== Segment start ==

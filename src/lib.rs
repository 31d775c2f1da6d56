pub mod error;
pub mod geometry;
pub mod math;
pub mod relation;

pub use error::{Result, SegrelError};
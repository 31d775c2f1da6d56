use crate::error::{GeometryError, Result};
use crate::math::{Point3, Vector3, TOLERANCE};

/// A bounded line segment between two distinct endpoints.
///
/// Immutable once constructed; transformations return a new segment.
#[derive(Debug, Clone, Copy, PartialEq)]
pub struct Segment {
    start: Point3,
    end: Point3,
}

impl Segment {
    /// Creates a new segment from two endpoints.
    ///
    /// # Errors
    ///
    /// Returns an error if the endpoints coincide (zero-length segment).
    pub fn new(start: Point3, end: Point3) -> Result<Self> {
        if (end - start).norm() < TOLERANCE {
            return Err(GeometryError::Degenerate(format!(
                "endpoints coincide at ({}, {}, {})",
                start.x, start.y, start.z
            ))
            .into());
        }
        Ok(Self { start, end })
    }

    /// Returns the start point of the segment.
    #[must_use]
    pub fn start(&self) -> Point3 {
        self.start
    }

    /// Returns the end point of the segment.
    #[must_use]
    pub fn end(&self) -> Point3 {
        self.end
    }

    /// Returns the unit direction vector from start to end.
    #[must_use]
    pub fn direction(&self) -> Vector3 {
        (self.end - self.start).normalize()
    }

    /// Returns the length of the segment.
    #[must_use]
    pub fn length(&self) -> f64 {
        (self.end - self.start).norm()
    }

    /// Projects the segment onto the reference plane: both endpoints take the
    /// start point's z, x and y are preserved. Idempotent.
    ///
    /// # Errors
    ///
    /// Returns an error if the projection collapses the segment to a point
    /// (the segment runs along the z axis).
    pub fn to_plane(&self) -> Result<Self> {
        Self::new(
            self.start,
            Point3::new(self.end.x, self.end.y, self.start.z),
        )
    }

    /// Returns the componentwise minimum of the two endpoints.
    ///
    /// Each axis is minimized independently; the result is a synthetic corner
    /// that need not equal either endpoint.
    #[must_use]
    pub fn min_point(&self) -> Point3 {
        Point3::new(
            self.start.x.min(self.end.x),
            self.start.y.min(self.end.y),
            self.start.z.min(self.end.z),
        )
    }

    /// Returns the componentwise maximum of the two endpoints.
    #[must_use]
    pub fn max_point(&self) -> Point3 {
        Point3::new(
            self.start.x.max(self.end.x),
            self.start.y.max(self.end.y),
            self.start.z.max(self.end.z),
        )
    }

    /// Returns the arithmetic midpoint of the two endpoints.
    #[must_use]
    pub fn mid_point(&self) -> Point3 {
        Point3::from((self.start.coords + self.end.coords) * 0.5)
    }
}
pub mod extent;
pub mod line;
pub mod point;

pub use point::GeometryPosition;
pub mod segment;

pub use segment::Segment;
use std::collections::HashSet;

use super::Page;

/// Category links from the page, then crawler-supplied tags, first occurrence kept.
pub(crate) fn collect(page: &Page<'_>) -> Vec<String> {
    let ex = page.ex;
    let from_page = ex
        .tag_selectors
        .iter()
        .flat_map(|sel| page.html.select(sel))
        .map(|a| ex.normalizer.visible_text(a));
    let from_meta = page
        .meta
        .map(|m| m.tags.clone())
        .unwrap_or_default();

    dedup_ordered(from_page.chain(from_meta))
}

/// Trim, drop blanks and remove case-sensitive duplicates, keeping order.
pub fn dedup_ordered<I>(tags: I) -> Vec<String>
where
    I: IntoIterator<Item = String>,
{
    let mut seen = HashSet::new();
    tags.into_iter()
        .map(|t| t.trim().to_string())
        .filter(|t| !t.is_empty() && seen.insert(t.clone()))
        .collect()
}

#[cfg(test)]
mod tests {
    use super::*;
    use crate::parser::rules::ExtractRules;
    use crate::parser::{DocumentMeta, Extractor};

    #[test]
    fn dedup_keeps_first_occurrence() {
        let tags = ["Ghosts", " Ghosts", "ghosts", "", "  ", "Woods", "Ghosts"]
            .into_iter()
            .map(String::from);
        assert_eq!(dedup_ordered(tags), vec!["Ghosts", "ghosts", "Woods"]);
    }

    #[test]
    fn selectors_then_metadata() {
        let ex = Extractor::new(&ExtractRules::builtin().unwrap()).unwrap();
        let html = r#"<html><body>
            <div class="page-header__categories"><a href="/c/1">Woods</a><a href="/c/2">Ghosts</a></div>
            <div id="articleCategories"><a class="category" href="/c/2">Ghosts</a></div>
            <a rel="tag" href="/t/3"> Pasta </a>
        </body></html>"#;
        let meta = DocumentMeta {
            tags: vec!["Woods".into(), "Crawled".into()],
            ..Default::default()
        };
        let rec = ex.extract(html, "https://x.org/wiki/A", Some(&meta));
        assert_eq!(rec.tags, vec!["Ghosts", "Pasta", "Woods", "Crawled"]);
    }
}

== Segment end ==

* _Your objective_: Working through the records, copy each line in which the word "href" appears.

* _Response to the task_:
            <div class="page-header__categories"><a href="/c/1">Woods</a><a href="/c/2">Ghosts</a></div>
            <div id="articleCategories"><a class="category" href="/c/2">Ghosts</a></div>
            <a rel="tag" href="/t/3"> Pasta </a>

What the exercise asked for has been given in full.